TASK OBJECTIVE
Read through the data below and state how many of its lines contain the word "Send", adding nothing.
[[ MATERIAL SHOWN open ]]
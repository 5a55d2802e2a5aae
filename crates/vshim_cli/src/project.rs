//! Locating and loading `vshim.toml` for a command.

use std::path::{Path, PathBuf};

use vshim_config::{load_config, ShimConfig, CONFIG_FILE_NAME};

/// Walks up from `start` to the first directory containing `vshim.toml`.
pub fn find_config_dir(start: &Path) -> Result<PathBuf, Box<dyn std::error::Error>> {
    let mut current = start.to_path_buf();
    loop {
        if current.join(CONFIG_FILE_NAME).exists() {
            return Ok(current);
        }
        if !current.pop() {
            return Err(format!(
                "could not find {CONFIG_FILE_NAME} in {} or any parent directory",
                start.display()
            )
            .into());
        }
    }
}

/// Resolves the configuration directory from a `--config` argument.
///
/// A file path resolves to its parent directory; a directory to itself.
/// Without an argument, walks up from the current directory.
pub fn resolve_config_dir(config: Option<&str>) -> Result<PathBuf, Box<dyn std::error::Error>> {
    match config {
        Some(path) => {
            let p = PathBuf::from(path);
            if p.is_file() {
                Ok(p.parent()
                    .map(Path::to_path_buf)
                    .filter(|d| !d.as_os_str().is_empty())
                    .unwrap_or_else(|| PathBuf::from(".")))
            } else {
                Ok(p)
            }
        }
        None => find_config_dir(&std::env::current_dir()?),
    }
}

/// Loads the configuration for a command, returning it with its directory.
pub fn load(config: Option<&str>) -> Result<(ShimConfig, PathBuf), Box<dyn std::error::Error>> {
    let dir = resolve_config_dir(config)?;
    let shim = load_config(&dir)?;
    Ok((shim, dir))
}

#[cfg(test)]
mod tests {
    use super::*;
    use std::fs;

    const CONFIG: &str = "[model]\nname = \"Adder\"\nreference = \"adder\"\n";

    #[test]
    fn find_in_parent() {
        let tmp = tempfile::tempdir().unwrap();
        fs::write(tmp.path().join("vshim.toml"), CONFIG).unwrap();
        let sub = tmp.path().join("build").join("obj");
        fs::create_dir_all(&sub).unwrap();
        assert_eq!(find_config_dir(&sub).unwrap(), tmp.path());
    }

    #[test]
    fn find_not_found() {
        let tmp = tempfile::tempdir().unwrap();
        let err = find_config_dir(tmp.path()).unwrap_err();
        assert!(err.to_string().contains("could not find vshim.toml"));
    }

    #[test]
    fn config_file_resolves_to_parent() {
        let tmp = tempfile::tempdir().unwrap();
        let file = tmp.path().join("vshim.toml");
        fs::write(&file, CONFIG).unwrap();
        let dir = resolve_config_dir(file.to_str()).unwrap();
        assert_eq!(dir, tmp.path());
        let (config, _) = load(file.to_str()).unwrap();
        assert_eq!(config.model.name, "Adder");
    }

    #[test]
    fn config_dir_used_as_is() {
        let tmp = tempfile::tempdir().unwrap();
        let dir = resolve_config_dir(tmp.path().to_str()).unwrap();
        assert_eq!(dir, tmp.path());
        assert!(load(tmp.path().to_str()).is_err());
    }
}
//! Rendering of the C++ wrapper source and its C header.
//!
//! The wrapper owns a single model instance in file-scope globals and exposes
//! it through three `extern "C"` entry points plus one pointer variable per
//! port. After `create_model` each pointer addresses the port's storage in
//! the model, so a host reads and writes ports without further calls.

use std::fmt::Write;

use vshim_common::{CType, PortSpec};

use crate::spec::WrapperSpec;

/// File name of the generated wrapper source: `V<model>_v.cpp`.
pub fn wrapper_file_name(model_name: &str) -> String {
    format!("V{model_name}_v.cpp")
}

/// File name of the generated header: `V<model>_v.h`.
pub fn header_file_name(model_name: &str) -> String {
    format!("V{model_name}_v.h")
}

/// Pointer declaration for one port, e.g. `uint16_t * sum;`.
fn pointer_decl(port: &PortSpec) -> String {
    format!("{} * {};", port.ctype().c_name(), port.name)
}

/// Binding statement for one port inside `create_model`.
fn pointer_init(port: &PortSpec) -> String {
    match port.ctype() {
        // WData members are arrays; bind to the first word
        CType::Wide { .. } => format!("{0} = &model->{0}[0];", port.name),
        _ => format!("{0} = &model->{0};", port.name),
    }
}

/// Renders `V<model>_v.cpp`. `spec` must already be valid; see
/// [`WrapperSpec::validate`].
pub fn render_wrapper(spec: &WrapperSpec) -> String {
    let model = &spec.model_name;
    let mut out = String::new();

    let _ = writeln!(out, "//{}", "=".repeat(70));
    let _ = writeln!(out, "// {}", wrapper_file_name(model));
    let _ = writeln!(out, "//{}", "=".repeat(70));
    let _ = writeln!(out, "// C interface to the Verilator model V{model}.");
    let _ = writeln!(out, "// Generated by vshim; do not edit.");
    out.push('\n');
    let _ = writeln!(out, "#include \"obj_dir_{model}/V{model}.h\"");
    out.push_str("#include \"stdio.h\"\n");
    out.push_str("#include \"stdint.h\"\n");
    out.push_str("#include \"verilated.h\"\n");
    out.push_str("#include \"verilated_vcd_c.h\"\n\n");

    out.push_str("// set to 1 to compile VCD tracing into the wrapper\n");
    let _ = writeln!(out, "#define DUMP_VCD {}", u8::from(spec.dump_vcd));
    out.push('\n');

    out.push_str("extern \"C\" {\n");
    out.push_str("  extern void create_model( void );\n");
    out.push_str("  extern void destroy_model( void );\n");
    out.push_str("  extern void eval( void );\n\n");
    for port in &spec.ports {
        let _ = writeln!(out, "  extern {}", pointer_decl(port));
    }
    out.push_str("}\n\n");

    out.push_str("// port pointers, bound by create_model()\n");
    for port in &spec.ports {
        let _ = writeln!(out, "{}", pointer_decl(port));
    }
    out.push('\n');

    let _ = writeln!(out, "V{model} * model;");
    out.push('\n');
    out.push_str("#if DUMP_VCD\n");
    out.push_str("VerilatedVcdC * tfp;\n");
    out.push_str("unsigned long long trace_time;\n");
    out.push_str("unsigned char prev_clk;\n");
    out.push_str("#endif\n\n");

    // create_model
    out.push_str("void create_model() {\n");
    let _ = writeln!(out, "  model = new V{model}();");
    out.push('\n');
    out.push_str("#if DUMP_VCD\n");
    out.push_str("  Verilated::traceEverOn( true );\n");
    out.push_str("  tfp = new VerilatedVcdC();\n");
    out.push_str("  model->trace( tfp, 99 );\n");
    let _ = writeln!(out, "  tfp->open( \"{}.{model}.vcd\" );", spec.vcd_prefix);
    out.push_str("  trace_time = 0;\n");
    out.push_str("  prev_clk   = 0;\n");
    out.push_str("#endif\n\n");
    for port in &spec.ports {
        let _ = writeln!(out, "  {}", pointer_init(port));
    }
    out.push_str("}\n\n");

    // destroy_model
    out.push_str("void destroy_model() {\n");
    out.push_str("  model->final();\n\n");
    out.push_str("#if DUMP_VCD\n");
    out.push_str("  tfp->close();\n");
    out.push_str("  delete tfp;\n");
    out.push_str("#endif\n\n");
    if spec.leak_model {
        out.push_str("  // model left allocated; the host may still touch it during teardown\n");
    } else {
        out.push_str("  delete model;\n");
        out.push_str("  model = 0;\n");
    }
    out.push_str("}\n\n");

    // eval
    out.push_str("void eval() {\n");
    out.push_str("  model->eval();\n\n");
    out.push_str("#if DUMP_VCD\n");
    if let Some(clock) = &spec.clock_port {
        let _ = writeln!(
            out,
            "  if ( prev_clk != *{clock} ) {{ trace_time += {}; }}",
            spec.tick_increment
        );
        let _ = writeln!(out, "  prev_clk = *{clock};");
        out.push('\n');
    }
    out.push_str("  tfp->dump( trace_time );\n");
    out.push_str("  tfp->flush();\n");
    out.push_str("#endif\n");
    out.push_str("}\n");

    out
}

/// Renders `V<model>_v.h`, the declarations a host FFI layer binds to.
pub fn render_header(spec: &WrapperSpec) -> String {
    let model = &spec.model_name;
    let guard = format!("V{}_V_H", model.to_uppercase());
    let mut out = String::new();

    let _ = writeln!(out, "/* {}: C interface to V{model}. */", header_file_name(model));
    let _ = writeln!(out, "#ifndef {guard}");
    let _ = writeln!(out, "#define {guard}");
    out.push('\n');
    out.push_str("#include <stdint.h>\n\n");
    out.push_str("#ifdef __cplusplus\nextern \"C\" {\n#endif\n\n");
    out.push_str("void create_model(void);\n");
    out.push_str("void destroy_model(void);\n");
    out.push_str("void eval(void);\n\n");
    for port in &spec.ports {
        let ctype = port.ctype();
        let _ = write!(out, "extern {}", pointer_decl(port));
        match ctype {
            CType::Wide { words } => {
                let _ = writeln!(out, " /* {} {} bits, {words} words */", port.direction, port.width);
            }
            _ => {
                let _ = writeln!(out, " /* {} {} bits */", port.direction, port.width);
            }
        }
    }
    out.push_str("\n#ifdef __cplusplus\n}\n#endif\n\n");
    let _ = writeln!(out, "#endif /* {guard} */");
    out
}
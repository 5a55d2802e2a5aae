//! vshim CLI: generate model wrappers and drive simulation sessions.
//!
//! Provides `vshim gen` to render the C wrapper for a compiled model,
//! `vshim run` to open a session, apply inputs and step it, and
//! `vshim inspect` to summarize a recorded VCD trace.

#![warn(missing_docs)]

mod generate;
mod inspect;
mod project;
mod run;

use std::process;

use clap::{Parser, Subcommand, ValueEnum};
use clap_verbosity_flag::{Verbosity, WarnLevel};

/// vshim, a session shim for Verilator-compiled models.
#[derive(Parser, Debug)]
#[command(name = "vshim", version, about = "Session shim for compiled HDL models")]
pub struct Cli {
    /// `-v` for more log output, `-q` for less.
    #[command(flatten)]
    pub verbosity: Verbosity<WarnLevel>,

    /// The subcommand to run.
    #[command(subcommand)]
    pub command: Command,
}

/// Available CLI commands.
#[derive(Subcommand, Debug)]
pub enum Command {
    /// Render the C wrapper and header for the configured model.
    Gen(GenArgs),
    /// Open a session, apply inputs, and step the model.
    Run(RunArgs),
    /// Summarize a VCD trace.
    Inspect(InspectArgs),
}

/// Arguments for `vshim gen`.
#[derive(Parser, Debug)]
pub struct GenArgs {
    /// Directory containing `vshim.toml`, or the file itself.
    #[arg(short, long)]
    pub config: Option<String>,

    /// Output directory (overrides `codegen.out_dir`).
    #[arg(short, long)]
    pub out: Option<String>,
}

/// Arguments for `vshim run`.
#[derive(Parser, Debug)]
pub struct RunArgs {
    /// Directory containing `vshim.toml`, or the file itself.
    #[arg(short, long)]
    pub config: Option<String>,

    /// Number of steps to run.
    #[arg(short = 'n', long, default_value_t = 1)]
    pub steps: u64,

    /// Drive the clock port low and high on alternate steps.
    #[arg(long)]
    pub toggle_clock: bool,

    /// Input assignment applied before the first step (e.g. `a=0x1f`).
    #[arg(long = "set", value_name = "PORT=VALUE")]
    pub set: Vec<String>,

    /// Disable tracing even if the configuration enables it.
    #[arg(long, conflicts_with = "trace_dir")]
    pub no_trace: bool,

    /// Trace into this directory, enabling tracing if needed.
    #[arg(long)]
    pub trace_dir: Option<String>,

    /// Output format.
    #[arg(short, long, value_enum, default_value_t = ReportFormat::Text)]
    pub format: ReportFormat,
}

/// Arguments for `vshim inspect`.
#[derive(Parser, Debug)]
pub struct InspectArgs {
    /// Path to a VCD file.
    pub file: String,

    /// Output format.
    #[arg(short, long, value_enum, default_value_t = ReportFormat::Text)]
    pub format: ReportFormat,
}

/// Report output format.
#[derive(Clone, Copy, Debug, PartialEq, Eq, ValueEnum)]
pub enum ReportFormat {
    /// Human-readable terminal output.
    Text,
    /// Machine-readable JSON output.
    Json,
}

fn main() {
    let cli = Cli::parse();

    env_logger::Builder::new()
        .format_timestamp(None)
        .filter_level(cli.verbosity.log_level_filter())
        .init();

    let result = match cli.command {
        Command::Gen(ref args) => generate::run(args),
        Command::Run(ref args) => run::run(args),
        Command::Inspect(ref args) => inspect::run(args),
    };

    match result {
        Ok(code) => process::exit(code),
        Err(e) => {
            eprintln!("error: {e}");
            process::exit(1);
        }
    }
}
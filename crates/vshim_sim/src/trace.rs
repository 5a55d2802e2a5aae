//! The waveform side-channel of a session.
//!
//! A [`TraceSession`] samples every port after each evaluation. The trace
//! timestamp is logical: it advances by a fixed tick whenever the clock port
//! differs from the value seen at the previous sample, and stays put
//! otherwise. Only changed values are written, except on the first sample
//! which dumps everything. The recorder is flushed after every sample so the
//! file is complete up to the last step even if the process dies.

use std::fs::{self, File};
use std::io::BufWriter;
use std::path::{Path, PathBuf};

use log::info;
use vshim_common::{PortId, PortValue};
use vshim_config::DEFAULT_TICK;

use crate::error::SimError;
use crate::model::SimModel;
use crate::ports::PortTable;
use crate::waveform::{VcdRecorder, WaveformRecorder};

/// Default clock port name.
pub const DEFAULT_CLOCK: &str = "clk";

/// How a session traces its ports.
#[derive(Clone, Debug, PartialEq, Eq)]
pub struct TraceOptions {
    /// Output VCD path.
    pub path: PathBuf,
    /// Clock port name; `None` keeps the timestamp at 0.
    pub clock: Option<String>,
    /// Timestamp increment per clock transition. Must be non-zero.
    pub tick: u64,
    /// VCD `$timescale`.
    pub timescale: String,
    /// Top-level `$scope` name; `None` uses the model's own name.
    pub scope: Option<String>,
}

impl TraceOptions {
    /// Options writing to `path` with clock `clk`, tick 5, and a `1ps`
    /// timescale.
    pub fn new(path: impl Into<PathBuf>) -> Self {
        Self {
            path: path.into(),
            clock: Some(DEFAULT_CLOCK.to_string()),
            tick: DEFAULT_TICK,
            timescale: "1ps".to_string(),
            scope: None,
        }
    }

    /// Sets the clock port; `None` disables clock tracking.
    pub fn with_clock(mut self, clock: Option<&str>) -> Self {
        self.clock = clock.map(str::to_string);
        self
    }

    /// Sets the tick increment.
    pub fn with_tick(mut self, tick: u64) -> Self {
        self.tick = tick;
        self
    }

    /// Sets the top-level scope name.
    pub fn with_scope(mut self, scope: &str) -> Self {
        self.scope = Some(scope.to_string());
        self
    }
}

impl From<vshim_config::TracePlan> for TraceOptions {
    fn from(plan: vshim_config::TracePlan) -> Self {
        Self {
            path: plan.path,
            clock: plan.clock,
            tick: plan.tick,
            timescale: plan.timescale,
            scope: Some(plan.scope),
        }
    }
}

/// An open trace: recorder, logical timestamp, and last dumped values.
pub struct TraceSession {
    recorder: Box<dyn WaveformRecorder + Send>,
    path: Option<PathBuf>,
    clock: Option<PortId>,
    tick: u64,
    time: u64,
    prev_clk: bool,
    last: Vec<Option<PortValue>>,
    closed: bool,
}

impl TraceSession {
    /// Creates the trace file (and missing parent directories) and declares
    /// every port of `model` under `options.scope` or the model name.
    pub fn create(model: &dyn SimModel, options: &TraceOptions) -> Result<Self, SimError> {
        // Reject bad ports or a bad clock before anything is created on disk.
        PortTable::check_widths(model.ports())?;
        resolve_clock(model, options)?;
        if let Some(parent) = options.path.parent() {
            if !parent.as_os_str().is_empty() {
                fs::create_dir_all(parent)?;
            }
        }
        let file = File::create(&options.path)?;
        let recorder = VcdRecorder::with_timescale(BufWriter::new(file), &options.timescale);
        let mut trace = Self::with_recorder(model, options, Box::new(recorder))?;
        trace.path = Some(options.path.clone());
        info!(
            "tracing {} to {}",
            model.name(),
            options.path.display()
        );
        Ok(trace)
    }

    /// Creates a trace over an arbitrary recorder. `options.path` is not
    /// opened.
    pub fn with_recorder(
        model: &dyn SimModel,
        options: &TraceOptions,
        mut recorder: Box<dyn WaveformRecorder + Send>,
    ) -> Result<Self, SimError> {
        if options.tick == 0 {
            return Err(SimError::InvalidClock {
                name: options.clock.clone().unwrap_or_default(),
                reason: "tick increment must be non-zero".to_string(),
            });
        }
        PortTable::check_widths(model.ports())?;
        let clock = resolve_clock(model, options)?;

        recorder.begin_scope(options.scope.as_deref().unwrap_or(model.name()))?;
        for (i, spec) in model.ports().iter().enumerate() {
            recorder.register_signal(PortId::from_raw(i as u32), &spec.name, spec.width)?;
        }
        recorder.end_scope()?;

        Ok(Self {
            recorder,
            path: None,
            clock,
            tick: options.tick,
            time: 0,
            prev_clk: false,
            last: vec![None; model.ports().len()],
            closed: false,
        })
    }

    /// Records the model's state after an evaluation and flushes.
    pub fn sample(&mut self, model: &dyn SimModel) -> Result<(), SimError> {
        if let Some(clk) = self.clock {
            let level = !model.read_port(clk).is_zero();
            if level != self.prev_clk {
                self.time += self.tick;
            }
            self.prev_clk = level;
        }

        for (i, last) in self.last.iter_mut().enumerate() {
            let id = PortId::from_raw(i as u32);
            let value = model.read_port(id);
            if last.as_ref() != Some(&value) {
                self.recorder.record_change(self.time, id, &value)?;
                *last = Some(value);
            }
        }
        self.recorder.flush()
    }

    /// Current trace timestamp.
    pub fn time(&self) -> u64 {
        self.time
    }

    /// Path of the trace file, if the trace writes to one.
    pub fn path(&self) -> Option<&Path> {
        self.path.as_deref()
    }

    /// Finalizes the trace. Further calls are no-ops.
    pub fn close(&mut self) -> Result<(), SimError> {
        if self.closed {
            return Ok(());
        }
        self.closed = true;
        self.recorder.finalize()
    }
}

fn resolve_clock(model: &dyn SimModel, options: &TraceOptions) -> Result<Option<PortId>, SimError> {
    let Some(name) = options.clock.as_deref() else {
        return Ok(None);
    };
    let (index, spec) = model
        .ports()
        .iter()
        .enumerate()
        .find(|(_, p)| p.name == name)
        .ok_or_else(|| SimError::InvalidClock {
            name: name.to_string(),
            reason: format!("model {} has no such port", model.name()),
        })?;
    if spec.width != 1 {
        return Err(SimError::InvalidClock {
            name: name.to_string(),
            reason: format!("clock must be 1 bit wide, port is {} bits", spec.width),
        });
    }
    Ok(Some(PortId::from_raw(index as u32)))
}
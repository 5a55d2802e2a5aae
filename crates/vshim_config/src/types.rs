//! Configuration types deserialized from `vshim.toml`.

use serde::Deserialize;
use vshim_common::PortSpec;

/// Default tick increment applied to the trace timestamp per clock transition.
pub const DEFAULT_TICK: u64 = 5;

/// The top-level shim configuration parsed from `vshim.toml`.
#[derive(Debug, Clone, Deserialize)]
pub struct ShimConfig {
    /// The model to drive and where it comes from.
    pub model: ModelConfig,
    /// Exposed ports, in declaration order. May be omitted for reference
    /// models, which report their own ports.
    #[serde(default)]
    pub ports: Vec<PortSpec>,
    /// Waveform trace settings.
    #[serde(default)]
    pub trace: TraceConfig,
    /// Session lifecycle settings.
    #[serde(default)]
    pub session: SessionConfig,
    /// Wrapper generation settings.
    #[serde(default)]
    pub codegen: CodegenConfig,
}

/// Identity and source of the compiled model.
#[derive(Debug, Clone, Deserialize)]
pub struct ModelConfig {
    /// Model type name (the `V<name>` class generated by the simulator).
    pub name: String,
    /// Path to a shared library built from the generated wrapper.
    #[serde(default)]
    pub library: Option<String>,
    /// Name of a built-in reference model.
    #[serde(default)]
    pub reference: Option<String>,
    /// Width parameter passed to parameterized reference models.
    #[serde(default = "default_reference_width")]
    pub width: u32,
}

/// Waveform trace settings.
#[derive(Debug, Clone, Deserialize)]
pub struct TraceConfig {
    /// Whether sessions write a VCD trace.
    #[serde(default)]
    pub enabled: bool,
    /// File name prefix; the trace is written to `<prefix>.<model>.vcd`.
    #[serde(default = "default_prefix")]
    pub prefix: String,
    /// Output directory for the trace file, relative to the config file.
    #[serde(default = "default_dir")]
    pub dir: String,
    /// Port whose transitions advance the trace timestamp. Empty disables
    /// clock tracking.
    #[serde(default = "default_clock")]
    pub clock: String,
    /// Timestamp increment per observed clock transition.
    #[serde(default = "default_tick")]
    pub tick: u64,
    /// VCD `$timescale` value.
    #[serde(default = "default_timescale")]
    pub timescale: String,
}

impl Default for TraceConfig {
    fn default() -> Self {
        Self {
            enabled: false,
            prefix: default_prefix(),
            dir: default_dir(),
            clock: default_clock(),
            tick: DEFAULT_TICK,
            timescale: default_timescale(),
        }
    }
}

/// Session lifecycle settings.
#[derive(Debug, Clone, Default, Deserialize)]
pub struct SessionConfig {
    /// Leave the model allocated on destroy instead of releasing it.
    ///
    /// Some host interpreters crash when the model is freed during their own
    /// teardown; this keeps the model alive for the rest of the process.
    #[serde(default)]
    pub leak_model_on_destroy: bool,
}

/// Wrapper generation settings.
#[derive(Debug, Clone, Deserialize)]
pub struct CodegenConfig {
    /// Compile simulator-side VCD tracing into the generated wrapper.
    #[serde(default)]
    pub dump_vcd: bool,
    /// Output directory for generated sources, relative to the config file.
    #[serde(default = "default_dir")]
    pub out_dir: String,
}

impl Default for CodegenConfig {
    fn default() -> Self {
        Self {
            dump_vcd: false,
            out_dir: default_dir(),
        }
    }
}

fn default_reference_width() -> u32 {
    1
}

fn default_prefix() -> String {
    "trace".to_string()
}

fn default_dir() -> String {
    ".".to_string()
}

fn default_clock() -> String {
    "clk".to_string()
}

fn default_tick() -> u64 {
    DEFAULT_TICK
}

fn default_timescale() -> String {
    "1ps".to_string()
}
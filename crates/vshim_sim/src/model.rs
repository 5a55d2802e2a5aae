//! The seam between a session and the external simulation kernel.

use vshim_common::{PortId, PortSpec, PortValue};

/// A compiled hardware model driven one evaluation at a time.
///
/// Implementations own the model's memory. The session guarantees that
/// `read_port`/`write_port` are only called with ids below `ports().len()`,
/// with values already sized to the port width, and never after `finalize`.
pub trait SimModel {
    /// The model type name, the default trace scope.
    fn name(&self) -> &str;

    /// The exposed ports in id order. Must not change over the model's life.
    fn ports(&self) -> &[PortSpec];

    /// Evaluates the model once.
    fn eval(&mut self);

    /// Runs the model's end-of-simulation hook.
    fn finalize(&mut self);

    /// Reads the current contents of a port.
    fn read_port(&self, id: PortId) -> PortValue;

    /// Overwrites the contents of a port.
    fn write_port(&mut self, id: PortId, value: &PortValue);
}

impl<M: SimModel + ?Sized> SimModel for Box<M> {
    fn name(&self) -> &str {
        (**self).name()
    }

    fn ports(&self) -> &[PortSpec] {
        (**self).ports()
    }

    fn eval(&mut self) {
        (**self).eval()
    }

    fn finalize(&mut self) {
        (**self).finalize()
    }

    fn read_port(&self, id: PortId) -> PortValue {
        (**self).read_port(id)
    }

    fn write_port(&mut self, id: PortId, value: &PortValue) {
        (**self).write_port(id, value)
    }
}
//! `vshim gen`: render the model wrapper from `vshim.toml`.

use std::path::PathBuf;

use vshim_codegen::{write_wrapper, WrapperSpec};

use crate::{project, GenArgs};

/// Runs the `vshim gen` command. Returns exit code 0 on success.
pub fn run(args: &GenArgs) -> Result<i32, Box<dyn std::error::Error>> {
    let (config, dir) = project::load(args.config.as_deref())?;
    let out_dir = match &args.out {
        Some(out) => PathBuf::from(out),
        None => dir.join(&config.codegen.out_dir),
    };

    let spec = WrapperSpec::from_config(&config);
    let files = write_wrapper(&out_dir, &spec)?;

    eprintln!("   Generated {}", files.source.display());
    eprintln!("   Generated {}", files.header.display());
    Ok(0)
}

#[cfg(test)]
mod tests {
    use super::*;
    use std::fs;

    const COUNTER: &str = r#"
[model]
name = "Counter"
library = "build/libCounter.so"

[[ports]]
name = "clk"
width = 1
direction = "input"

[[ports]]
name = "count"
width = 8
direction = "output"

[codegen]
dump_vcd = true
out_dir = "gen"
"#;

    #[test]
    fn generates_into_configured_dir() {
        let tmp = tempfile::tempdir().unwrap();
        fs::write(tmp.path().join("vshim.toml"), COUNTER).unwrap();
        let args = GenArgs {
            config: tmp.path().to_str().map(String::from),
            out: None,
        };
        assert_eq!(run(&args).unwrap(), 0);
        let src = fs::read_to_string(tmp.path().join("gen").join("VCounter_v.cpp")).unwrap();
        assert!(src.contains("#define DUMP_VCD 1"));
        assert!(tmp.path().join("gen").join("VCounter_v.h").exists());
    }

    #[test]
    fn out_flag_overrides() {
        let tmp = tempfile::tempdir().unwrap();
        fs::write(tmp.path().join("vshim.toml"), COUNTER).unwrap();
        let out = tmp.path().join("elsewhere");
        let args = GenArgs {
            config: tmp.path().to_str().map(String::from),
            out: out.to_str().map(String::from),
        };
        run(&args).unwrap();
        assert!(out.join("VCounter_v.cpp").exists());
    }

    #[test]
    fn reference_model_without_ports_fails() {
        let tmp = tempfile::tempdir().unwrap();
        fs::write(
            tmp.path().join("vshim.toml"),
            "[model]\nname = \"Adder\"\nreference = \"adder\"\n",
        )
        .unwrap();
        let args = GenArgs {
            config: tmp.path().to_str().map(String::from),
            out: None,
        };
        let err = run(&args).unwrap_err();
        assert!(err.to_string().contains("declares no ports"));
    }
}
[[ MATERIAL SHOWN closed ]]
SOLUTION FOR THIS PROBLEM
2